■ **ASSIGNMENT**
Every line of the records that holds the word "Some" should be copied.
○ ○ ○ ○ ○
impl<'a> ConditionCompiler<'a> {
    pub fn new(builder: &'a QueryBuilder) -> ConditionCompiler<'a> {
        ConditionCompiler { builder }
    }

    pub fn compile(&self, condition: &Condition, params: &mut Params) -> Result<String> {
        match condition {
            Condition::Hash(columns) => self.compile_hash(columns, params),
            Condition::Operator(cond) => self.compile_operator(cond, params),
            Condition::Raw { sql, params: raw } => {
                Ok(merge_params(params, sql, raw))
            }
            Condition::Expression(expr) => {
                Ok(merge_params(params, &expr.sql, &expr.params))
            }
            Condition::SubQuery(query) => Ok(format!(
                "({})",
                self.builder.build_with_params(query, params)?
            )),
        }
    }

    /// Bind `value` under the next free auto-generated name.
    ///
    /// The counter starts at the number of bindings so far and skips names
    /// that are already taken, so user-supplied names are never overwritten.
    pub fn bind(params: &mut Params, value: Value) -> String {
        Self::bind_excluding(params, &Params::new(), value)
    }

    /// Like [`bind`](Self::bind), also skipping every name in `reserved`.
    pub(crate) fn bind_excluding(params: &mut Params, reserved: &Params, value: Value) -> String {
        let mut n = params.len();
        let mut name = format!("{PARAM_PREFIX}{n}");

        while params.contains_key(&name) || reserved.contains_key(&name) {
            n += 1;
            name = format!("{PARAM_PREFIX}{n}");
        }

        params.insert(name.clone(), value);
        name
    }

    fn compile_hash(&self, columns: &IndexMap<String, Operand>, params: &mut Params) -> Result<String> {
        let mut parts = Vec::with_capacity(columns.len());

        for (column, operand) in columns {
            let part = match operand {
                Operand::Value(Value::List(_)) | Operand::Query(_) => {
                    let column = Operand::Value(Value::String(column.clone()));
                    self.compile_in("IN", &column, operand, params)?
                }
                Operand::Value(Value::Null) => format!("{} IS NULL", self.quote(column)),
                Operand::Value(value) => {
                    let placeholder = Self::bind(params, value.clone());
                    format!("{}={placeholder}", self.quote(column))
                }
                Operand::Expression(expr) => {
                    let sql = merge_params(params, &expr.sql, &expr.params);
                    format!("{}={sql}", self.quote(column))
                }
                Operand::Condition(_) => {
                    return Err(Error::invalid_condition(format!(
                        "hash condition value for column `{column}` cannot be a condition"
                    )))
                }
            };
            parts.push(part);
        }

        Ok(match parts.len() {
            0 => String::new(),
            1 => parts.remove(0),
            _ => format!("({})", parts.join(") AND (")),
        })
    }

    fn compile_operator(&self, cond: &OperatorCondition, params: &mut Params) -> Result<String> {
        let op = cond.normalized_op();
        let operands = &cond.operands[..];

        if let Some(like) = LikeOp::parse(&op) {
            return self.compile_like(&op, like, operands, params);
        }

        match op.as_str() {
            "AND" | "OR" => self.compile_and_or(&op, operands, params),
            "NOT" => {
                let [operand] = operands else {
                    return Err(operand_count(&op, "exactly one operand"));
                };
                let inner = self.compile_nested(&op, operand, params)?;
                Ok(if inner.is_empty() {
                    inner
                } else {
                    format!("NOT ({inner})")
                })
            }
            "BETWEEN" | "NOT BETWEEN" => {
                let [column, low, high] = operands else {
                    return Err(operand_count(&op, "three operands"));
                };
                let column = self.column(&op, column, params)?;
                let low = self.value(&op, low, params)?;
                let high = self.value(&op, high, params)?;
                Ok(format!("{column} {op} {low} AND {high}"))
            }
            "IN" | "NOT IN" => {
                let [column, values] = operands else {
                    return Err(operand_count(&op, "two operands"));
                };
                self.compile_in(&op, column, values, params)
            }
            "EXISTS" | "NOT EXISTS" => match operands {
                [Operand::Query(query)] => Ok(format!(
                    "{op} ({})",
                    self.builder.build_with_params(query, params)?
                )),
                [_] => Err(Error::invalid_condition(format!(
                    "sub-query for operator '{op}' must be a query"
                ))),
                _ => Err(operand_count(&op, "exactly one operand")),
            },
            _ => match op.strip_prefix("NOT ") {
                Some(inner) => {
                    let cond = OperatorCondition {
                        op: inner.to_string(),
                        operands: cond.operands.clone(),
                    };
                    let inner = self.compile_operator(&cond, params)?;
                    Ok(if inner.is_empty() {
                        inner
                    } else {
                        format!("NOT ({inner})")
                    })
                }
                None => self.compile_simple(&op, operands, params),
            },
        }
    }

    fn compile_and_or(&self, op: &str, operands: &[Operand], params: &mut Params) -> Result<String> {
        let mut parts = Vec::with_capacity(operands.len());

        for operand in operands {
            let part = self.compile_nested(op, operand, params)?;
            if !part.is_empty() {
                parts.push(part);
            }
        }

        Ok(if parts.is_empty() {
            String::new()
        } else {
            format!("({})", parts.join(&format!(") {op} (")))
        })
    }

    /// An operand of `and`, `or` or `not`: a nested condition, or a scalar
    /// taken as literal SQL.
    fn compile_nested(&self, op: &str, operand: &Operand, params: &mut Params) -> Result<String> {
        match operand {
            Operand::Condition(cond) => self.compile(cond, params),
            Operand::Expression(expr) => {
                Ok(merge_params(params, &expr.sql, &expr.params))
            }
            Operand::Query(query) => Ok(format!(
                "({})",
                self.builder.build_with_params(query, params)?
            )),
            Operand::Value(Value::Null) => Ok(String::new()),
            Operand::Value(Value::String(sql)) => Ok(sql.clone()),
            Operand::Value(value @ (Value::List(_) | Value::Record(_) | Value::Bytes(_))) => {
                Err(Error::invalid_condition(format!(
                    "operator '{op}' expects conditions as operands, got {value:?}"
                )))
            }
            Operand::Value(value) => Ok(value.to_key()),
        }
    }

    fn compile_in(
        &self,
        op: &str,
        column: &Operand,
        values: &Operand,
        params: &mut Params,
    ) -> Result<String> {
        let columns = match column {
            Operand::Value(Value::List(columns)) => columns
                .iter()
                .map(|column| match column {
                    Value::String(column) => Ok(column.as_str()),
                    _ => Err(Error::invalid_condition(format!(
                        "operator '{op}' expects column names, got {column:?}"
                    ))),
                })
                .collect::<Result<Vec<_>>>()?,
            Operand::Value(Value::String(column)) => vec![column.as_str()],
            _ => {
                return Err(Error::invalid_condition(format!(
                    "operator '{op}' expects a column name as its first operand"
                )))
            }
        };

        let empty = || if op == "IN" { "0=1" } else { "" }.to_string();

        let values = match values {
            Operand::Query(query) => {
                let sql = self.builder.build_with_params(query, params)?;
                let columns = match &columns[..] {
                    [column] => self.quote(column),
                    columns => format!(
                        "({})",
                        columns.iter().map(|c| self.quote(c)).collect::<Vec<_>>().join(", ")
                    ),
                };
                return Ok(format!("{columns} {op} ({sql})"));
            }
            Operand::Value(Value::List(items)) => items.iter().map(InValue::Value).collect(),
            Operand::Value(value) => vec![InValue::Value(value)],
            Operand::Expression(expr) => vec![InValue::Expression(expr)],
            Operand::Condition(_) => {
                return Err(Error::invalid_condition(format!(
                    "operator '{op}' cannot take a condition as its value list"
                )))
            }
        };

        if values.is_empty() || columns.is_empty() {
            return Ok(empty());
        }

        if columns.len() > 1 {
            return self.compile_composite_in(op, &columns, &values, params);
        }

        let column = columns[0];
        let mut placeholders = Vec::with_capacity(values.len());

        for value in values {
            let sql = match value {
                InValue::Expression(expr) => {
                    merge_params(params, &expr.sql, &expr.params)
                }
                InValue::Value(value) => {
                    let value = match value {
                        Value::Record(fields) => fields.get(column).unwrap_or(&Value::Null),
                        value => value,
                    };
                    match value {
                        Value::Null => "NULL".to_string(),
                        value => Self::bind(params, value.clone()),
                    }
                }
            };
            placeholders.push(sql);
        }

        let column = self.quote(column);

        Ok(if placeholders.len() > 1 {
            format!("{column} {op} ({})", placeholders.join(", "))
        } else {
            let op = if op == "IN" { "=" } else { "<>" };
            format!("{column}{op}{}", placeholders[0])
        })
    }

    fn compile_composite_in(
        &self,
        op: &str,
        columns: &[&str],
        values: &[InValue<'_>],
        params: &mut Params,
    ) -> Result<String> {
        let mut rows = Vec::with_capacity(values.len());

        for value in values {
            let InValue::Value(value) = value else {
                return Err(Error::invalid_condition(format!(
                    "operator '{op}' over several columns expects rows of values"
                )));
            };

            let mut row = Vec::with_capacity(columns.len());
            for (i, column) in columns.iter().enumerate() {
                let value = match value {
                    Value::Record(fields) => fields.get(*column),
                    Value::List(items) => items.get(i),
                    _ => None,
                };
                row.push(match value {
                    None | Some(Value::Null) => "NULL".to_string(),
                    Some(value) => Self::bind(params, value.clone()),
                });
            }
            rows.push(format!("({})", row.join(", ")));
        }

        let columns = columns
            .iter()
            .map(|column| self.quote(column))
            .collect::<Vec<_>>()
            .join(", ");

        Ok(format!("({columns}) {op} ({})", rows.join(", ")))
    }

    fn compile_like(
        &self,
        op: &str,
        like: LikeOp<'_>,
        operands: &[Operand],
        params: &mut Params,
    ) -> Result<String> {
        let (column, values, escape) = match operands {
            [column, values] => (column, values, None),
            [column, values, escape] => (column, values, Some(escape)),
            _ => return Err(operand_count(op, "two operands")),
        };

        let escape = like_escape_pairs(op, escape)?;

        let values = match values {
            Operand::Value(Value::List(items)) => items.iter().map(InValue::Value).collect(),
            Operand::Value(value) => vec![InValue::Value(value)],
            Operand::Expression(expr) => vec![InValue::Expression(expr)],
            _ => {
                return Err(Error::invalid_condition(format!(
                    "operator '{op}' expects a value or a list of values"
                )))
            }
        };

        if values.is_empty() {
            return Ok(if like.not { "" } else { "0=1" }.to_string());
        }

        let column = self.column(op, column, params)?;
        let mut parts = Vec::with_capacity(values.len());

        for value in values {
            let placeholder = match value {
                InValue::Expression(expr) => {
                    merge_params(params, &expr.sql, &expr.params)
                }
                InValue::Value(value) => {
                    let text = match value {
                        Value::String(s) => s.clone(),
                        value => value.to_key(),
                    };
                    Self::bind(params, Value::String(like_pattern(&text, &escape)))
                }
            };
            parts.push(format!("{column} {} {placeholder}", like.operator));
        }

        Ok(parts.join(if like.or { " OR " } else { " AND " }))
    }

    fn compile_simple(&self, op: &str, operands: &[Operand], params: &mut Params) -> Result<String> {
        let [column, value] = operands else {
            return Err(operand_count(op, "two operands"));
        };

        let column = self.column(op, column, params)?;
        let value = self.value(op, value, params)?;
        Ok(format!("{column} {op} {value}"))
    }

    /// The column operand, quoted unless it already holds an expression.
    fn column(&self, op: &str, operand: &Operand, params: &mut Params) -> Result<String> {
        match operand {
            Operand::Value(Value::String(column)) => Ok(self.quote(column)),
            Operand::Expression(expr) => {
                Ok(merge_params(params, &expr.sql, &expr.params))
            }
            _ => Err(Error::invalid_condition(format!(
                "operator '{op}' expects a column name as its first operand"
            ))),
        }
    }

    /// A value operand: bound, embedded or built as a sub-query.
    fn value(&self, op: &str, operand: &Operand, params: &mut Params) -> Result<String> {
        match operand {
            Operand::Value(Value::Null) => Ok("NULL".to_string()),
            Operand::Value(value @ (Value::List(_) | Value::Record(_))) => {
                Err(Error::invalid_condition(format!(
                    "operator '{op}' expects a single value, got {value:?}"
                )))
            }
            Operand::Value(value) => Ok(Self::bind(params, value.clone())),
            Operand::Expression(expr) => {
                Ok(merge_params(params, &expr.sql, &expr.params))
            }
            Operand::Query(query) => Ok(format!(
                "({})",
                self.builder.build_with_params(query, params)?
            )),
            Operand::Condition(_) => Err(Error::invalid_condition(format!(
                "operator '{op}' cannot compare against a condition"
            ))),
        }
    }

    fn quote(&self, column: &str) -> String {
        if column.contains('(') {
            column.to_string()
        } else {
            self.builder.dialect().quote_column_name(column)
        }
    }
}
○ ○ ○ ○ ○
■ **WRITTEN SOLUTION**
        if let Some(like) = LikeOp::parse(&op) {
                Some(inner) => {
                    None | Some(Value::Null) => "NULL".to_string(),
                    Some(value) => Self::bind(params, value.clone()),
            [column, values, escape] => (column, values, Some(escape)),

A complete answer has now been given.